Imagine a gene produces 2 transcripts, isoform a with exons A-B-C and isoform b with exons B-C-D. I have an RNAi clone that matches uniquely exon A,. The generation of siRNAs from isoform a could potentially target isoform b. But under what circumstances will I observe a knock-down of both isoforms? e.g. Do the isoforms need to be expressed in the same cell? Are there position or size requirements for the shared exons?
I have been unable to find a publication dealing with this issue.

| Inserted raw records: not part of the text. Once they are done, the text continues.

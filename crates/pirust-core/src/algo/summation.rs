//! Thread-level partial summation of one rank's block.
//!
//! Each worker of a dedicated rayon pool walks its share of the block with
//! a private recurrence state and a private partial sum, then folds that sum
//! into the rank total exactly once under a mutex.

use std::ops::Range;
use std::sync::{Mutex, PoisonError};

use tracing::debug;

use super::Series;
use crate::partition::{thread_share, ThreadSplit};
use crate::{BigFloat, PiError, PiResult, Precision};

/// Walks `range` with the given `stride`, accumulating into a private sum.
///
/// The state is initialized once at `range.start` and then advanced in
/// O(1) per term; it is never advanced past the last owned term.
fn run_worker<S: Series>(
    series: &S,
    range: Range<u64>,
    stride: u64,
    precision: Precision,
) -> PiResult<BigFloat> {
    let mut sum = BigFloat::zero(precision);
    if range.is_empty() {
        return Ok(sum);
    }

    let terms = (range.end - range.start).div_ceil(stride);
    let mut state = series.state_at(range.start, stride, precision)?;
    for i in 0..terms {
        series.accumulate(&state, &mut sum)?;
        if i + 1 < terms {
            series.advance(&mut state)?;
        }
    }
    Ok(sum)
}

/// Sums `block` on a single thread, one term at a time.
///
/// This is the reference against which the threaded paths are checked.
pub fn sum_sequential<S: Series>(
    series: &S,
    block: Range<u64>,
    precision: Precision,
) -> PiResult<BigFloat> {
    run_worker(series, block, 1, precision)
}

/// Sums the terms of `block` with a pool of exactly `threads` workers.
///
/// Each worker owns its recurrence state and partial sum for its whole
/// lifetime and touches the shared process total exactly once, under a
/// mutex, after its share is exhausted. Workers whose share is empty do not
/// initialize any state.
///
/// # Errors
/// * `PiError::ThreadPool` if the pool cannot be built.
/// * The first arithmetic error raised by any worker.
///
/// # Example
/// ```
/// use pirust_core::algo::{sum_block, sum_sequential, Chudnovsky};
/// use pirust_core::partition::ThreadSplit;
/// use pirust_core::Precision;
///
/// let p = Precision::for_digits(50);
/// let threaded = sum_block(&Chudnovsky, 0..8, 3, ThreadSplit::Cyclic, p).unwrap();
/// let sequential = sum_sequential(&Chudnovsky, 0..8, p).unwrap();
/// assert!(threaded.approx_eq(&sequential, 16));
/// ```
pub fn sum_block<S: Series>(
    series: &S,
    block: Range<u64>,
    threads: usize,
    split: ThreadSplit,
    precision: Precision,
) -> PiResult<BigFloat> {
    let threads = threads.max(1);
    let pool = rayon::ThreadPoolBuilder::new()
        .num_threads(threads)
        .thread_name(|i| format!("pi-worker-{i}"))
        .build()
        .map_err(|e| PiError::ThreadPool(e.to_string()))?;

    let total: Mutex<PiResult<BigFloat>> = Mutex::new(Ok(BigFloat::zero(precision)));

    pool.scope(|s| {
        for thread in 0..threads {
            let Some((range, stride)) = thread_share(&block, thread, threads, split) else {
                debug!(thread, "no terms assigned");
                continue;
            };
            let total = &total;
            s.spawn(move |_| {
                debug!(thread, start = range.start, end = range.end, stride, "worker started");
                let partial = run_worker(series, range, stride, precision);

                let mut guard = total.lock().unwrap_or_else(PoisonError::into_inner);
                match partial {
                    Ok(partial) => {
                        if let Ok(acc) = guard.as_mut() {
                            *acc += &partial;
                        }
                    }
                    Err(err) => {
                        if guard.is_ok() {
                            *guard = Err(err);
                        }
                    }
                }
                debug!(thread, "worker folded");
            });
        }
    });

    total.into_inner().unwrap_or_else(PoisonError::into_inner)
}
//! Reference digits of Pi and the "decimals computed" check.
//!
//! The reference is produced independently of the series under test, with
//! Machin's formula evaluated in fixed-point integer arithmetic:
//!
//! $$\pi = 16 \arctan\frac{1}{5} - 4 \arctan\frac{1}{239}$$

use ibig::UBig;

use crate::BigFloat;

/// Pi to 100 decimals.
pub const PI_100: &str = "3.\
1415926535897932384626433832795028841971693993751058209749445923\
078164062862089986280348253421170679";

/// Extra decimals carried while evaluating the reference.
const GUARD_DIGITS: usize = 10;

/// `arctan(1/x) * scale`, truncated.
fn arctan_inv(x: u64, scale: &UBig) -> UBig {
    let x_squared = UBig::from(x) * UBig::from(x);
    let mut power = scale / UBig::from(x);
    let mut positive = power.clone();
    let mut negative = UBig::from(0u8);

    let mut k = 1u64;
    loop {
        power = power / &x_squared;
        if power.bit_len() == 0 {
            break;
        }
        let term = &power / UBig::from(2 * k + 1);
        if k % 2 == 1 {
            negative += term;
        } else {
            positive += term;
        }
        k += 1;
    }
    positive - negative
}

/// Pi with `decimals` fractional digits, truncated, as `"3.14…"`.
///
/// # Example
/// ```
/// assert_eq!(pirust_core::reference::pi_decimal(5), "3.14159");
/// ```
pub fn pi_decimal(decimals: usize) -> String {
    let scale = UBig::from(10u8).pow(decimals + GUARD_DIGITS);
    let pi = UBig::from(16u8) * arctan_inv(5, &scale) - UBig::from(4u8) * arctan_inv(239, &scale);
    let digits = (pi / UBig::from(10u8).pow(GUARD_DIGITS)).to_string();

    let (integer, fraction) = digits.split_at(1);
    if decimals == 0 {
        integer.to_string()
    } else {
        format!("{integer}.{fraction}")
    }
}

/// Number of leading fractional digits on which two renderings agree.
///
/// Returns 0 when the integer parts differ.
pub fn matching_decimals(computed: &str, reference: &str) -> u64 {
    let (integer, fraction) = computed.split_once('.').unwrap_or((computed, ""));
    let (ref_integer, ref_fraction) = reference.split_once('.').unwrap_or((reference, ""));
    if integer != ref_integer {
        return 0;
    }
    fraction
        .bytes()
        .zip(ref_fraction.bytes())
        .take_while(|(a, b)| a == b)
        .count() as u64
}

/// Counts how many of the first `decimals` fractional digits of `pi` are correct.
pub fn count_correct_decimals(pi: &BigFloat, decimals: u64) -> u64 {
    let decimals = decimals as usize;
    matching_decimals(&pi.to_decimal_string(decimals), &pi_decimal(decimals))
}
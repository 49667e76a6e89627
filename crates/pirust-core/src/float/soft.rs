//! Pure Rust backend: a `UBig` mantissa with an `i64` binary exponent.

use std::cmp::Ordering;

use ibig::UBig;

use crate::{PiError, PiResult, Precision};

/// Name of the arbitrary-precision library behind [`BigFloat`].
pub const BACKEND: &str = "ibig";

/// Arbitrary-precision float with an explicit working precision.
#[derive(Debug, Clone)]
pub struct BigFloat {
    negative: bool,
    mantissa: UBig,
    exponent: i64,
    precision: Precision,
}

impl BigFloat {
    /// The additive identity.
    pub fn zero(precision: Precision) -> Self {
        Self {
            negative: false,
            mantissa: UBig::from(0u8),
            exponent: 0,
            precision,
        }
    }

    /// Builds `±mantissa · 2^exponent`, truncated to `precision` bits.
    pub fn from_parts(
        precision: Precision,
        negative: bool,
        mut mantissa: UBig,
        mut exponent: i64,
    ) -> Self {
        let len = mantissa.bit_len() as u64;
        if len == 0 {
            return Self::zero(precision);
        }
        if len > precision.bits() {
            let excess = len - precision.bits();
            mantissa = mantissa >> excess as usize;
            exponent += excess as i64;
        }
        Self {
            negative,
            mantissa,
            exponent,
            precision,
        }
    }

    /// Splits the value into sign, mantissa and exponent, the inverse of
    /// [`from_parts`](Self::from_parts). Zero is `(false, 0, 0)`.
    pub fn to_parts(&self) -> (bool, UBig, i64) {
        (self.negative, self.mantissa.clone(), self.exponent)
    }

    /// Returns the same magnitude with the requested sign.
    pub fn with_sign(mut self, negative: bool) -> Self {
        self.negative = negative && !self.is_zero();
        self
    }

    #[inline]
    pub fn precision(&self) -> Precision {
        self.precision
    }

    #[inline]
    pub fn is_zero(&self) -> bool {
        self.mantissa.bit_len() == 0
    }

    #[inline]
    pub fn is_negative(&self) -> bool {
        self.negative
    }

    /// Position just above the most significant bit: `|self| < 2^top`.
    #[inline]
    pub(super) fn top(&self) -> i64 {
        self.exponent + self.mantissa.bit_len() as i64
    }

    /// Compares magnitudes, ignoring signs.
    pub fn cmp_abs(&self, other: &Self) -> Ordering {
        match (self.is_zero(), other.is_zero()) {
            (true, true) => return Ordering::Equal,
            (true, false) => return Ordering::Less,
            (false, true) => return Ordering::Greater,
            (false, false) => {}
        }
        match self.top().cmp(&other.top()) {
            Ordering::Equal => {}
            unequal => return unequal,
        }
        let exponent = self.exponent.min(other.exponent);
        let a = &self.mantissa << (self.exponent - exponent) as usize;
        let b = &other.mantissa << (other.exponent - exponent) as usize;
        a.cmp(&b)
    }

    pub(super) fn add_signed(&self, other: &Self, negate_other: bool) -> Self {
        let other_negative = other.negative ^ negate_other;
        if other.is_zero() {
            return self.clone();
        }
        if self.is_zero() {
            return Self::from_parts(
                self.precision,
                other_negative,
                other.mantissa.clone(),
                other.exponent,
            );
        }

        // An operand lying entirely below the other's lowest bit only matters
        // through its sign, so it is replaced by a single sticky bit there.
        // This bounds the alignment shift without changing the truncated sum.
        let reach = self
            .precision
            .bits()
            .max(self.mantissa.bit_len() as u64)
            .max(other.mantissa.bit_len() as u64) as i64
            + 1;
        let sticky = UBig::from(1u8);
        let (lhs, lhs_exp) = if other.top() - self.top() > reach {
            (&sticky, other.top() - reach - 1)
        } else {
            (&self.mantissa, self.exponent)
        };
        let (rhs, rhs_exp) = if self.top() - other.top() > reach {
            (&sticky, self.top() - reach - 1)
        } else {
            (&other.mantissa, other.exponent)
        };

        let exponent = lhs_exp.min(rhs_exp);
        let a = lhs << (lhs_exp - exponent) as usize;
        let b = rhs << (rhs_exp - exponent) as usize;

        let (negative, mantissa) = if self.negative == other_negative {
            (self.negative, a + b)
        } else {
            match a.cmp(&b) {
                Ordering::Greater => (self.negative, a - b),
                Ordering::Less => (other_negative, b - a),
                Ordering::Equal => return Self::zero(self.precision),
            }
        };
        Self::from_parts(self.precision, negative, mantissa, exponent)
    }

    pub(super) fn mul_impl(&self, other: &Self) -> Self {
        Self::from_parts(
            self.precision,
            self.negative ^ other.negative,
            &self.mantissa * &other.mantissa,
            self.exponent + other.exponent,
        )
    }

    /// Quotient `self / rhs`.
    ///
    /// # Errors
    /// * `PiError::DivisionByZero` if `rhs` is zero.
    pub fn try_div(&self, rhs: &Self) -> PiResult<Self> {
        if rhs.is_zero() {
            return Err(PiError::DivisionByZero);
        }
        if self.is_zero() {
            return Ok(Self::zero(self.precision));
        }
        // Widen the dividend so the integer quotient carries at least
        // `precision + 1` significant bits.
        let shift = (self.precision.bits() as i64 + rhs.mantissa.bit_len() as i64
            - self.mantissa.bit_len() as i64
            + 1)
        .max(0);
        let quotient = (&self.mantissa << shift as usize) / &rhs.mantissa;
        Ok(Self::from_parts(
            self.precision,
            self.negative ^ rhs.negative,
            quotient,
            self.exponent - rhs.exponent - shift,
        ))
    }

    /// Square root.
    ///
    /// # Errors
    /// * `PiError::NegativeSqrt` if `self` is negative.
    pub fn sqrt(&self) -> PiResult<Self> {
        if self.is_zero() {
            return Ok(Self::zero(self.precision));
        }
        if self.negative {
            return Err(PiError::NegativeSqrt);
        }
        let len = self.mantissa.bit_len() as i64;
        let mut shift = (2 * self.precision.bits() as i64 + 2 - len).max(0);
        if (self.exponent - shift).rem_euclid(2) != 0 {
            shift += 1;
        }
        let root = isqrt(&(&self.mantissa << shift as usize));
        Ok(Self::from_parts(
            self.precision,
            false,
            root,
            (self.exponent - shift) / 2,
        ))
    }

    /// Exact multiplication by `2^k`.
    pub fn mul_pow2(&self, k: i64) -> Self {
        if self.is_zero() {
            return self.clone();
        }
        Self {
            exponent: self.exponent + k,
            ..self.clone()
        }
    }
}

/// Floor of the square root of `n` (Newton iteration from above).
fn isqrt(n: &UBig) -> UBig {
    if n.bit_len() == 0 {
        return UBig::from(0u8);
    }
    let mut x = UBig::from(1u8) << ((n.bit_len() + 1) / 2);
    loop {
        let y = (&x + n / &x) >> 1;
        if y >= x {
            return x;
        }
        x = y;
    }
}

#[cfg(test)]
mod tests {
    use super::*;

    #[test]
    fn isqrt_floors() {
        assert_eq!(isqrt(&UBig::from(0u8)), UBig::from(0u8));
        assert_eq!(isqrt(&UBig::from(15u8)), UBig::from(3u8));
        assert_eq!(isqrt(&UBig::from(16u8)), UBig::from(4u8));
        assert_eq!(isqrt(&UBig::from(u64::MAX)), UBig::from(u32::MAX));
    }

    #[test]
    fn distant_operand_keeps_alignment_bounded() {
        let p = Precision::from_bits(128);
        let huge = BigFloat::from_u64(p, 1).mul_pow2(1 << 40);
        let one = BigFloat::from_u64(p, 1);
        let diff = &huge - &one;
        let (negative, mantissa, exponent) = diff.to_parts();
        assert!(!negative);
        assert_eq!(mantissa.bit_len() as u64, p.bits());
        assert_eq!(exponent, (1 << 40) - 128);
    }
}
//! End-to-end tests of the `pirust` binary.

use assert_cmd::Command;
use pirust_core::float::BACKEND;
use predicates::prelude::*;

const PI_100: &str = "3.1415926535897932384626433832795028841971693993751058209749445923078164062862089986280348253421170679";

fn pirust() -> Command {
    Command::cargo_bin("pirust").unwrap()
}

#[test]
fn hundred_digits_with_worker_processes() {
    pirust()
        .args(["100", "-p", "2", "-t", "2"])
        .assert()
        .success()
        .stdout(predicate::str::contains(format!("Pi = {PI_100}")))
        .stdout(predicate::str::contains("Decimals computed    : 100 / 100"));
}

#[test]
fn hundred_digits_in_process() {
    pirust()
        .args(["100", "-p", "3", "-t", "2", "--in-process"])
        .assert()
        .success()
        .stdout(predicate::str::contains(PI_100));
}

#[test]
fn single_digit_run() {
    pirust()
        .arg("1")
        .assert()
        .success()
        .stdout(predicate::str::contains("Pi = 3.1\n"));
}

#[test]
fn csv_prints_a_single_row() {
    let output = pirust()
        .args(["100", "-p", "2", "-t", "2", "--csv"])
        .output()
        .unwrap();
    assert!(output.status.success());

    let stdout = String::from_utf8(output.stdout).unwrap();
    let lines: Vec<&str> = stdout.lines().collect();
    assert_eq!(lines.len(), 1, "unexpected output: {stdout}");

    let fields: Vec<&str> = lines[0].split(',').collect();
    assert_eq!(&fields[..7], [BACKEND, "chudnovsky", "100", "8", "2", "2", "100"]);
    assert!(fields[7].parse::<f64>().unwrap() >= 0.0);
}

#[test]
fn other_series_by_selector() {
    pirust()
        .args(["60", "-a", "0", "-p", "2", "-t", "2", "--csv"])
        .assert()
        .success()
        .stdout(predicate::str::starts_with(format!("{BACKEND},bbp,60,50,2,2,")));

    pirust()
        .args(["60", "-a", "bellard", "-t", "3", "--csv"])
        .assert()
        .success()
        .stdout(predicate::str::starts_with(format!("{BACKEND},bellard,60,20,1,3,")));
}

#[test]
fn zero_digits_is_rejected() {
    pirust()
        .arg("0")
        .assert()
        .failure()
        .stderr(predicate::str::contains("greater than zero"));
}

#[test]
fn too_many_workers_is_rejected_once() {
    let output = pirust().args(["20", "-p", "2", "-t", "2"]).output().unwrap();
    assert!(!output.status.success());
    assert!(output.stdout.is_empty());

    let stderr = String::from_utf8(output.stderr).unwrap();
    assert_eq!(stderr.matches("too small").count(), 1, "stderr: {stderr}");
}

#[test]
fn unknown_algorithm_is_rejected() {
    pirust()
        .args(["100", "-a", "gauss"])
        .assert()
        .failure()
        .stderr(predicate::str::contains("gauss"));
}

#[test]
fn worker_rank_must_be_a_non_root_rank() {
    pirust()
        .args(["100", "-p", "2", "--worker-rank", "5"])
        .assert()
        .failure();
}
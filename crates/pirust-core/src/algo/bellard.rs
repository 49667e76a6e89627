//! Bellard's series.
//!
//! $$\pi = \frac{1}{2^6} \sum_{n \ge 0} \frac{(-1)^n}{2^{10n}} \left( -\frac{2^5}{4n+1} - \frac{1}{4n+3}
//! + \frac{2^8}{10n+1} - \frac{2^6}{10n+3} - \frac{2^2}{10n+5} - \frac{2^2}{10n+7} + \frac{1}{10n+9} \right)$$

use super::{rational_sum, Fraction, Series};
use crate::{BigFloat, PiResult, Precision};

/// The Bellard series.
#[derive(Debug, Clone, Copy, Default)]
pub struct Bellard;

/// Recurrence state of one Bellard worker: the signed weight `(-1)^n 2^-10n`.
#[derive(Debug, Clone)]
pub struct BellardState {
    index: u64,
    stride: u64,
    weight: BigFloat,
    stride_weight: BigFloat,
}

fn signed_weight(steps: u64, precision: Precision) -> BigFloat {
    BigFloat::one(precision)
        .mul_pow2(-10 * steps as i64)
        .with_sign(steps % 2 == 1)
}

impl Series for Bellard {
    type State = BellardState;

    fn state_at(&self, index: u64, stride: u64, precision: Precision) -> PiResult<BellardState> {
        let stride = stride.max(1);
        Ok(BellardState {
            index,
            stride,
            weight: signed_weight(index, precision),
            stride_weight: signed_weight(stride, precision),
        })
    }

    fn accumulate(&self, state: &BellardState, sum: &mut BigFloat) -> PiResult<()> {
        let n4 = 4 * state.index;
        let n10 = 10 * state.index;
        let bracket = rational_sum(
            &[
                Fraction::minus(32, n4 + 1),
                Fraction::minus(1, n4 + 3),
                Fraction::plus(256, n10 + 1),
                Fraction::minus(64, n10 + 3),
                Fraction::minus(4, n10 + 5),
                Fraction::minus(4, n10 + 7),
                Fraction::plus(1, n10 + 9),
            ],
            state.weight.precision(),
        )?;
        *sum += &(&bracket * &state.weight);
        Ok(())
    }

    fn advance(&self, state: &mut BellardState) -> PiResult<()> {
        state.weight = &state.weight * &state.stride_weight;
        state.index += state.stride;
        Ok(())
    }

    /// `sum / 2^6`
    fn assemble(&self, sum: &BigFloat) -> PiResult<BigFloat> {
        Ok(sum.mul_pow2(-6))
    }
}

#[cfg(test)]
mod tests {
    use super::*;

    #[test]
    fn one_term_gives_three_digits() {
        let p = Precision::for_digits(30);
        let state = Bellard.state_at(0, 1, p).unwrap();
        let mut sum = BigFloat::zero(p);
        Bellard.accumulate(&state, &mut sum).unwrap();
        let pi = Bellard.assemble(&sum).unwrap();
        assert!(pi.to_decimal_string(3).starts_with("3.141"));
    }

    #[test]
    fn odd_terms_are_subtracted() {
        let p = Precision::for_digits(30);
        let state = Bellard.state_at(1, 1, p).unwrap();
        let mut sum = BigFloat::zero(p);
        Bellard.accumulate(&state, &mut sum).unwrap();
        assert!(sum.is_negative());
    }
}
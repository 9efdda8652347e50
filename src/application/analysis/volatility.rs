//! Rolling volatility and true-range series, precomputed once per task.
//!
//! Each series is aligned index-for-index with the candle series and the
//! value at index `i` uses only candles `<= i`, so an as-of slice can read
//! the last element without leaking future data.

use crate::domain::candle::Candle;
use statrs::statistics::Statistics;
use ta::Next;
use ta::indicators::AverageTrueRange;

/// Rolling standard deviation of simple returns over `window` observations.
/// Entries before the window fills are NaN.
pub fn rolling_volatility(candles: &[Candle], window: usize) -> Vec<f64> {
    let mut returns = Vec::with_capacity(candles.len());
    returns.push(f64::NAN);
    for pair in candles.windows(2) {
        let prev = pair[0].close;
        returns.push(if prev > 0.0 {
            (pair[1].close - prev) / prev
        } else {
            f64::NAN
        });
    }

    let mut series = vec![f64::NAN; candles.len()];
    for i in 0..candles.len() {
        if i + 1 < window + 1 {
            continue;
        }
        let slice = &returns[i + 1 - window..=i];
        if slice.iter().any(|r| r.is_nan()) {
            continue;
        }
        series[i] = slice.std_dev();
    }
    series
}

/// Average true range as a fraction of the close, via the `ta` indicator.
pub fn atr_pct_series(candles: &[Candle], period: usize) -> Vec<f64> {
    let mut atr = match AverageTrueRange::new(period) {
        Ok(atr) => atr,
        Err(_) => return vec![f64::NAN; candles.len()],
    };

    candles
        .iter()
        .enumerate()
        .map(|(i, c)| {
            let item = ta::DataItem::builder()
                .open(c.open)
                .high(c.high)
                .low(c.low)
                .close(c.close)
                .volume(c.volume)
                .build();
            match item {
                Ok(item) => {
                    let value = atr.next(&item);
                    if i + 1 < period || c.close <= 0.0 {
                        f64::NAN
                    } else {
                        value / c.close
                    }
                }
                Err(_) => f64::NAN,
            }
        })
        .collect()
}

/// Relative change of volatility across the trailing window; positive means
/// volatility is rising.
pub fn volatility_trend(series: &[f64], end: usize, lookback: usize) -> Option<f64> {
    if end == 0 || end > series.len() {
        return None;
    }
    let now = series[end - 1];
    let then_idx = end.checked_sub(lookback + 1)?;
    let then = series[then_idx];
    if !now.is_finite() || !then.is_finite() || then == 0.0 {
        return None;
    }
    Some((now - then) / then)
}
//! User-supplied threshold overrides, carried parent → worker through the
//! `FILTER_PARAMS` environment variable as JSON. This is the only payload the
//! process boundary sees besides the task key on argv; workers re-resolve
//! everything else from the databases and the central defaults.

use crate::domain::outcome::FilterStage;
use anyhow::{Context, Result};
use serde::{Deserialize, Serialize};

pub const FILTER_PARAMS_ENV: &str = "FILTER_PARAMS";

#[derive(Debug, Clone, Copy, Default, PartialEq, Serialize, Deserialize)]
#[serde(default)]
pub struct EntryConditionOverrides {
    #[serde(skip_serializing_if = "Option::is_none")]
    pub min_leverage: Option<f64>,
    #[serde(skip_serializing_if = "Option::is_none")]
    pub min_confidence: Option<f64>,
    #[serde(skip_serializing_if = "Option::is_none")]
    pub min_risk_reward: Option<f64>,
}

#[derive(Debug, Clone, Copy, Default, PartialEq, Serialize, Deserialize)]
#[serde(default)]
pub struct SupportResistanceOverrides {
    #[serde(skip_serializing_if = "Option::is_none")]
    pub min_support_strength: Option<f64>,
    #[serde(skip_serializing_if = "Option::is_none")]
    pub min_resistance_strength: Option<f64>,
}

/// Custom analysis period. Default-mode requests leave this unset and the
/// window ends at submission time.
#[derive(Debug, Clone, Copy, Default, PartialEq, Serialize, Deserialize)]
#[serde(default)]
pub struct PeriodOverride {
    #[serde(skip_serializing_if = "Option::is_none")]
    pub start_date: Option<chrono::DateTime<chrono::Utc>>,
    #[serde(skip_serializing_if = "Option::is_none")]
    pub end_date: Option<chrono::DateTime<chrono::Utc>>,
}

/// Per-request overrides. Unset fields fall through the resolution chain
/// (strategy config, then timeframe config, then central defaults).
#[derive(Debug, Clone, Default, PartialEq, Serialize, Deserialize)]
#[serde(default)]
pub struct FilterParams {
    pub entry_conditions: EntryConditionOverrides,
    pub support_resistance: SupportResistanceOverrides,
    /// Gates the caller asked to bypass entirely.
    #[serde(skip_serializing_if = "Vec::is_empty")]
    pub disabled_filters: Vec<FilterStage>,
    #[serde(skip_serializing_if = "Option::is_none")]
    pub period: Option<PeriodOverride>,
}

impl FilterParams {
    pub fn is_empty(&self) -> bool {
        *self == FilterParams::default()
    }

    pub fn to_env_json(&self) -> Result<String> {
        serde_json::to_string(self).context("Failed to serialize FILTER_PARAMS")
    }

    pub fn from_json(raw: &str) -> Result<Self> {
        serde_json::from_str(raw).context("Failed to parse FILTER_PARAMS JSON")
    }

    /// Reads the worker-side copy. Absent variable means "no overrides".
    pub fn from_env() -> Result<Self> {
        match std::env::var(FILTER_PARAMS_ENV) {
            Ok(raw) if !raw.trim().is_empty() => Self::from_json(&raw),
            _ => Ok(FilterParams::default()),
        }
    }
}

#[cfg(test)]
mod tests {
    use super::*;

    #[test]
    fn test_empty_round_trip() {
        let params = FilterParams::default();
        let json = params.to_env_json().unwrap();
        assert_eq!(FilterParams::from_json(&json).unwrap(), params);
    }

    #[test]
    fn test_spec_request_shape() {
        let raw = r#"{
            "entry_conditions": { "min_risk_reward": 2.0 },
            "support_resistance": { "min_support_strength": 0.7 }
        }"#;
        let params = FilterParams::from_json(raw).unwrap();
        assert_eq!(params.entry_conditions.min_risk_reward, Some(2.0));
        assert_eq!(params.entry_conditions.min_leverage, None);
        assert_eq!(params.support_resistance.min_support_strength, Some(0.7));
    }

    #[test]
    fn test_filter_stage_enum_round_trips_through_env_carriage() {
        // Every member of the closed rejection-stage enum must survive the
        // parent/worker process boundary unchanged.
        let params = FilterParams {
            disabled_filters: FilterStage::all().to_vec(),
            ..FilterParams::default()
        };
        let json = params.to_env_json().unwrap();
        let back = FilterParams::from_json(&json).unwrap();
        assert_eq!(back, params);
        assert_eq!(back.disabled_filters.len(), 9);
    }
}
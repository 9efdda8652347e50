//! Stop-loss / take-profit placement.
//!
//! Two calculators, selected per strategy family. Both anchor to the nearest
//! support/resistance pair; the volatility-scaled variant widens the stop
//! with the current ATR so fast markets are not stopped out by noise.

use crate::domain::levels::PriceLevel;
use crate::domain::strategy::StopTakeCalculator;

/// Fraction of equity a single trade may lose at the chosen leverage.
pub const EQUITY_LOSS_CAP: f64 = 0.10;

/// Stop distance below the support level as a fraction of its price:
/// `max(0.01, min(0.15, 0.02 * (1.2 - strength)))`, wider for weak supports.
fn anchored_stop_distance(support_strength: f64) -> f64 {
    (0.02 * (1.2 - support_strength)).clamp(0.01, 0.15)
}

/// Places the stop for a long. The result always respects the equity-loss
/// cap: a stop that would lose more than 10%/leverage of equity is tightened.
pub fn place_stop(
    calculator: StopTakeCalculator,
    reference_price: f64,
    support: &PriceLevel,
    leverage: f64,
    atr_pct: Option<f64>,
) -> f64 {
    let mut distance = anchored_stop_distance(support.strength);
    if calculator == StopTakeCalculator::VolatilityScaled
        && let Some(atr) = atr_pct
    {
        distance = distance.max(1.5 * atr).min(0.15);
    }

    let stop = support.price * (1.0 - distance);
    let loss_fraction = (reference_price - stop) / reference_price;
    if leverage > 0.0 && loss_fraction * leverage > EQUITY_LOSS_CAP {
        reference_price * (1.0 - EQUITY_LOSS_CAP / leverage)
    } else {
        stop
    }
}

/// Places the take for a long near the nearest resistance: extended 10% of
/// the distance beyond it when a breakout is likely, otherwise 10% short.
pub fn place_take(
    reference_price: f64,
    resistance: &PriceLevel,
    breakout_probability: f64,
) -> f64 {
    let distance = resistance.price - reference_price;
    if breakout_probability > 0.6 {
        resistance.price + 0.1 * distance
    } else {
        reference_price + 0.9 * distance
    }
}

I don’t know of a definitive answer in the literature, let alone someone testing this, but according at least to my vague recollections we should be able to make some inferences from what we’ve been told of the role of RNA-dependent-RNA-polymerase (RDRP) activity. It seems to me that in the situation you describe, with the unique exon being 5’ to the shared exons, dsRNA specific to the unique exon should not be expected to target transcripts lacking that unique exon, either in the same cell or in other cells: at least as I recall, the generation of additional siRNAs beyond the homology provided by your siRNA should be dependent on RDRP activity and should go from 3’ to 5’. Though I admit I haven’t looked to double-check what was initially published, let alone what’s been published more recently.
If on the other hand you target shared sequence or there exists shared sequence 5’ of the unique exon, at least in theory you’ll be out of luck: you should expect at least the possibility that RNAi’ing the unique exon will produce dsRNA and siRNAs 5’ of that exon, and target both isoforms. Cell-specific expression seems unlikely to help prevent this, because of sid-1.